### WHAT TO WORK ON
Would you please copy every line below that includes the string "with"?

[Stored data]
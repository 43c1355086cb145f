//! Route table for the whole service.

use std::sync::Arc;

use crate::controllers::TrustProofsController;
use crate::{health, Method, Request, Router};

/// Builds the root router: `/`, the health probes, and the `/api` mount.
pub fn build(controller: Arc<TrustProofsController>) -> Router {
    Router::new()
        .on(Method::Get, "/", index)
        .on(Method::Get, "/healthz", health::liveness)
        .on(Method::Get, "/readyz", health::readiness)
        .nest("/api", controller.routes())
}

async fn index(_req: Request) -> &'static str {
    "Hello world!"
}
//! Service entry point.
//!
//! Run with:
//!   PORT=3000 RUST_LOG=info cargo run
//!
//! Try:
//!   curl http://localhost:3000/api/trust-proofs

use std::process::ExitCode;
use std::sync::Arc;

use tracing_subscriber::layer::SubscriberExt;
use tracing_subscriber::util::SubscriberInitExt;
use tracing_subscriber::EnvFilter;
use trustproofs::controllers::TrustProofsController;
use trustproofs::{app, Config, Server};

#[tokio::main]
async fn main() -> ExitCode {
    let config = match Config::from_env() {
        Ok(config) => config,
        Err(e) => {
            eprintln!("trustproofs: {e}");
            return ExitCode::FAILURE;
        }
    };

    tracing_subscriber::registry()
        .with(EnvFilter::try_new(&config.log_level).unwrap_or_else(|_| EnvFilter::new("info")))
        .with(tracing_subscriber::fmt::layer())
        .init();

    let router = app::build(Arc::new(TrustProofsController::default()));

    tracing::info!(addr = %config.addr(), "starting trust-proofs server");

    if let Err(e) = Server::bind(config.addr()).serve(router).await {
        tracing::error!("server error: {e}");
        return ExitCode::FAILURE;
    }
    ExitCode::SUCCESS
}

### ANSWER AREA
//! Run with:
        .with(EnvFilter::try_new(&config.log_level).unwrap_or_else(|_| EnvFilter::new("info")))
        .with(tracing_subscriber::fmt::layer())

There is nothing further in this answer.